• [AIM OF THE TASK]: All lines below are to be transcribed exactly.

• [MATERIAL SHOWN]:

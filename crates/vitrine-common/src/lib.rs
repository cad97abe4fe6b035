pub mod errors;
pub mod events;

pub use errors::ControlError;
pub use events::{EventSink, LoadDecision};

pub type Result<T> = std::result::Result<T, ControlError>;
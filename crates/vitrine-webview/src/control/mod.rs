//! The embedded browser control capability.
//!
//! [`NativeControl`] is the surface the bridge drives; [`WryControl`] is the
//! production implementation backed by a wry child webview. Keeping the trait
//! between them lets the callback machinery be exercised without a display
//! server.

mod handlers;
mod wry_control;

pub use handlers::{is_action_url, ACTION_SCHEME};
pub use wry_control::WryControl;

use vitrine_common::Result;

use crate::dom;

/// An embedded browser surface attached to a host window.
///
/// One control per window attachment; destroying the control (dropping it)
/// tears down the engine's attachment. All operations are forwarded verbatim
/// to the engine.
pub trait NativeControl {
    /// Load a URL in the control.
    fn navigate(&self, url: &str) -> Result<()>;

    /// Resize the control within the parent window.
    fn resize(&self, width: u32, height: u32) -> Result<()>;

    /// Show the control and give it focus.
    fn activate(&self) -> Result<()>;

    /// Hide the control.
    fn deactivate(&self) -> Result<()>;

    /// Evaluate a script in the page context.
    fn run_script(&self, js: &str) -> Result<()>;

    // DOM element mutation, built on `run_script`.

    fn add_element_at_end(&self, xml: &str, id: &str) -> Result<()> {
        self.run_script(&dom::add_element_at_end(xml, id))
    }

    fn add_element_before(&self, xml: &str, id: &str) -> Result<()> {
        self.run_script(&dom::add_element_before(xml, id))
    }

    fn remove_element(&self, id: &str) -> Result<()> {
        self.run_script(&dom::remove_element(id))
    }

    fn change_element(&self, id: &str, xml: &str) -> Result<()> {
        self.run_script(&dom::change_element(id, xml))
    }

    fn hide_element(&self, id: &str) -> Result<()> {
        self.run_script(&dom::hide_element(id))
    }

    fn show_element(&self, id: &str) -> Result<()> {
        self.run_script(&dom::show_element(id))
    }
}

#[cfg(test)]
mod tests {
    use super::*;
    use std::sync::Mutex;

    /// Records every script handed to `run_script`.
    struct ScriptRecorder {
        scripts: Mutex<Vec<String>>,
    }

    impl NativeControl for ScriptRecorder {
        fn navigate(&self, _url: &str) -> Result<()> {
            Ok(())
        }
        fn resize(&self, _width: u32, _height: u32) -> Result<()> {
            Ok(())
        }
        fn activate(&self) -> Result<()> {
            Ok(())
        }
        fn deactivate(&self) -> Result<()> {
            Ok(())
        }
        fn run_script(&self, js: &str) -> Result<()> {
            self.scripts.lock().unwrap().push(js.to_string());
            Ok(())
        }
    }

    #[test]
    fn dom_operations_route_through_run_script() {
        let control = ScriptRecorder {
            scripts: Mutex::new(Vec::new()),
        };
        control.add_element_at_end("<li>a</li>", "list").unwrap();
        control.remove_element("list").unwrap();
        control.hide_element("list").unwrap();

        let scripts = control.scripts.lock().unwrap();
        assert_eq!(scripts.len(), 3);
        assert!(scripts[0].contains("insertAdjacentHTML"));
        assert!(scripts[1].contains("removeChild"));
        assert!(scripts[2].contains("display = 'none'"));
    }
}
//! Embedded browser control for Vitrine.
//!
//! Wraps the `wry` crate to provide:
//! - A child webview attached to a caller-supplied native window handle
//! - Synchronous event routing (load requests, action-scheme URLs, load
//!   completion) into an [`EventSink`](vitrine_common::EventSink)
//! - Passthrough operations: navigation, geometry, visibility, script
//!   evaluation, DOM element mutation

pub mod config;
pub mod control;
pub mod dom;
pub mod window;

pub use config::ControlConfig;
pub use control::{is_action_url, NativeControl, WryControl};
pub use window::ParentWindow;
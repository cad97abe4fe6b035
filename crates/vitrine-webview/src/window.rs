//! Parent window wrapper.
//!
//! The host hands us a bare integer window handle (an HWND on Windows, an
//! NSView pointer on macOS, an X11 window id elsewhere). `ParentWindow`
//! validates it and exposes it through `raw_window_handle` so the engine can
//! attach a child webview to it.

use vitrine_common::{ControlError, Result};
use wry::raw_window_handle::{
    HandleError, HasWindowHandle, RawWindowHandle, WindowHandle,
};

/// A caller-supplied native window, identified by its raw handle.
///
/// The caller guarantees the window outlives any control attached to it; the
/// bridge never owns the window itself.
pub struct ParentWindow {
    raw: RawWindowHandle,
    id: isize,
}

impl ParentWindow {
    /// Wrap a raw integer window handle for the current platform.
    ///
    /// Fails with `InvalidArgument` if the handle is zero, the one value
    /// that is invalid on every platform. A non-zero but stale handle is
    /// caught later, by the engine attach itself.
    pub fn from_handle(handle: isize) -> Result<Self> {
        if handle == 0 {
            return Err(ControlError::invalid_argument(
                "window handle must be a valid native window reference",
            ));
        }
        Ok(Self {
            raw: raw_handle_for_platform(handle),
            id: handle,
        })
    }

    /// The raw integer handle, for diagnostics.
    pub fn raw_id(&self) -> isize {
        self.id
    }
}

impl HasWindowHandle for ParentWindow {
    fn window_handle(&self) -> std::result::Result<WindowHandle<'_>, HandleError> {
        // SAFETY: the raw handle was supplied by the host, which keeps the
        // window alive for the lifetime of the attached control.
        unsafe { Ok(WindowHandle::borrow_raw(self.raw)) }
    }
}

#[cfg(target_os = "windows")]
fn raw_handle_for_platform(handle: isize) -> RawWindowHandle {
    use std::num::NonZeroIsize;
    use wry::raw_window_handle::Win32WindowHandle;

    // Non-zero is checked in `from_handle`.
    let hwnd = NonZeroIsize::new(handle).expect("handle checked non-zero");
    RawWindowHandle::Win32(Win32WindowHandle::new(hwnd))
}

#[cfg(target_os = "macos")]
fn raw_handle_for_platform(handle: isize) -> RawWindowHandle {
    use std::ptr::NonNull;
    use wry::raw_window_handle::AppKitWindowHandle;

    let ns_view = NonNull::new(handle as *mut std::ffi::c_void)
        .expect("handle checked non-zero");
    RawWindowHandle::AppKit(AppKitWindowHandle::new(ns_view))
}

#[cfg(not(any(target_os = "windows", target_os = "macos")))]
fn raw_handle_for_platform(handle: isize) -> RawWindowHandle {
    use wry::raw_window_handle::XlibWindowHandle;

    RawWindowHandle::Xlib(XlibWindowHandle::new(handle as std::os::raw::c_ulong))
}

• [EXERCISE ANSWER]:
filename crates/vitrine-common/src/lib.rs
repository cad97abe4fe6b035
pub mod errors;
pub mod events;

pub use errors::ControlError;
pub use events::{EventSink, LoadDecision};

pub type Result<T> = std::result::Result<T, ControlError>;
filename crates/vitrine-webview/src/control/mod.rs
//! The embedded browser control capability.
//!
//! [`NativeControl`] is the surface the bridge drives; [`WryControl`] is the
//! production implementation backed by a wry child webview. Keeping the trait
//! between them lets the callback machinery be exercised without a display
//! server.

mod handlers;
mod wry_control;

pub use handlers::{is_action_url, ACTION_SCHEME};
pub use wry_control::WryControl;

use vitrine_common::Result;

use crate::dom;

/// An embedded browser surface attached to a host window.
///
/// One control per window attachment; destroying the control (dropping it)
/// tears down the engine's attachment. All operations are forwarded verbatim
/// to the engine.
pub trait NativeControl {
    /// Load a URL in the control.
    fn navigate(&self, url: &str) -> Result<()>;

    /// Resize the control within the parent window.
    fn resize(&self, width: u32, height: u32) -> Result<()>;

    /// Show the control and give it focus.
    fn activate(&self) -> Result<()>;

    /// Hide the control.
    fn deactivate(&self) -> Result<()>;

    /// Evaluate a script in the page context.
    fn run_script(&self, js: &str) -> Result<()>;

    // DOM element mutation, built on `run_script`.

    fn add_element_at_end(&self, xml: &str, id: &str) -> Result<()> {
        self.run_script(&dom::add_element_at_end(xml, id))
    }

    fn add_element_before(&self, xml: &str, id: &str) -> Result<()> {
        self.run_script(&dom::add_element_before(xml, id))
    }

    fn remove_element(&self, id: &str) -> Result<()> {
        self.run_script(&dom::remove_element(id))
    }

    fn change_element(&self, id: &str, xml: &str) -> Result<()> {
        self.run_script(&dom::change_element(id, xml))
    }

    fn hide_element(&self, id: &str) -> Result<()> {
        self.run_script(&dom::hide_element(id))
    }

    fn show_element(&self, id: &str) -> Result<()> {
        self.run_script(&dom::show_element(id))
    }
}

#[cfg(test)]
mod tests {
    use super::*;
    use std::sync::Mutex;

    /// Records every script handed to `run_script`.
    struct ScriptRecorder {
        scripts: Mutex<Vec<String>>,
    }

    impl NativeControl for ScriptRecorder {
        fn navigate(&self, _url: &str) -> Result<()> {
            Ok(())
        }
        fn resize(&self, _width: u32, _height: u32) -> Result<()> {
            Ok(())
        }
        fn activate(&self) -> Result<()> {
            Ok(())
        }
        fn deactivate(&self) -> Result<()> {
            Ok(())
        }
        fn run_script(&self, js: &str) -> Result<()> {
            self.scripts.lock().unwrap().push(js.to_string());
            Ok(())
        }
    }

    #[test]
    fn dom_operations_route_through_run_script() {
        let control = ScriptRecorder {
            scripts: Mutex::new(Vec::new()),
        };
        control.add_element_at_end("<li>a</li>", "list").unwrap();
        control.remove_element("list").unwrap();
        control.hide_element("list").unwrap();

        let scripts = control.scripts.lock().unwrap();
        assert_eq!(scripts.len(), 3);
        assert!(scripts[0].contains("insertAdjacentHTML"));
        assert!(scripts[1].contains("removeChild"));
        assert!(scripts[2].contains("display = 'none'"));
    }
}
//! Embedded browser control for Vitrine.
//!
//! Wraps the `wry` crate to provide:
//! - A child webview attached to a caller-supplied native window handle
//! - Synchronous event routing (load requests, action-scheme URLs, load
//!   completion) into an [`EventSink`](vitrine_common::EventSink)
//! - Passthrough operations: navigation, geometry, visibility, script
//!   evaluation, DOM element mutation

pub mod config;
pub mod control;
pub mod dom;
pub mod window;

pub use config::ControlConfig;
pub use control::{is_action_url, NativeControl, WryControl};
pub use window::ParentWindow;
repository cad97abe4fe6b035
filename crates/vitrine-webview/src/window.rs
//! Parent window wrapper.
//!
//! The host hands us a bare integer window handle (an HWND on Windows, an
//! NSView pointer on macOS, an X11 window id elsewhere). `ParentWindow`
//! validates it and exposes it through `raw_window_handle` so the engine can
//! attach a child webview to it.

use vitrine_common::{ControlError, Result};
use wry::raw_window_handle::{
    HandleError, HasWindowHandle, RawWindowHandle, WindowHandle,
};

/// A caller-supplied native window, identified by its raw handle.
///
/// The caller guarantees the window outlives any control attached to it; the
/// bridge never owns the window itself.
pub struct ParentWindow {
    raw: RawWindowHandle,
    id: isize,
}

impl ParentWindow {
    /// Wrap a raw integer window handle for the current platform.
    ///
    /// Fails with `InvalidArgument` if the handle is zero, the one value
    /// that is invalid on every platform. A non-zero but stale handle is
    /// caught later, by the engine attach itself.
    pub fn from_handle(handle: isize) -> Result<Self> {
        if handle == 0 {
            return Err(ControlError::invalid_argument(
                "window handle must be a valid native window reference",
            ));
        }
        Ok(Self {
            raw: raw_handle_for_platform(handle),
            id: handle,
        })
    }

    /// The raw integer handle, for diagnostics.
    pub fn raw_id(&self) -> isize {
        self.id
    }
}

impl HasWindowHandle for ParentWindow {
    fn window_handle(&self) -> std::result::Result<WindowHandle<'_>, HandleError> {
        // SAFETY: the raw handle was supplied by the host, which keeps the
        // window alive for the lifetime of the attached control.
        unsafe { Ok(WindowHandle::borrow_raw(self.raw)) }
    }
}

#[cfg(target_os = "windows")]
fn raw_handle_for_platform(handle: isize) -> RawWindowHandle {
    use std::num::NonZeroIsize;
    use wry::raw_window_handle::Win32WindowHandle;

    // Non-zero is checked in `from_handle`.
    let hwnd = NonZeroIsize::new(handle).expect("handle checked non-zero");
    RawWindowHandle::Win32(Win32WindowHandle::new(hwnd))
}

#[cfg(target_os = "macos")]
fn raw_handle_for_platform(handle: isize) -> RawWindowHandle {
    use std::ptr::NonNull;
    use wry::raw_window_handle::AppKitWindowHandle;

    let ns_view = NonNull::new(handle as *mut std::ffi::c_void)
        .expect("handle checked non-zero");
    RawWindowHandle::AppKit(AppKitWindowHandle::new(ns_view))
}

#[cfg(not(any(target_os = "windows", target_os = "macos")))]
fn raw_handle_for_platform(handle: isize) -> RawWindowHandle {
    use wry::raw_window_handle::XlibWindowHandle;

    RawWindowHandle::Xlib(XlibWindowHandle::new(handle as std::os::raw::c_ulong))
}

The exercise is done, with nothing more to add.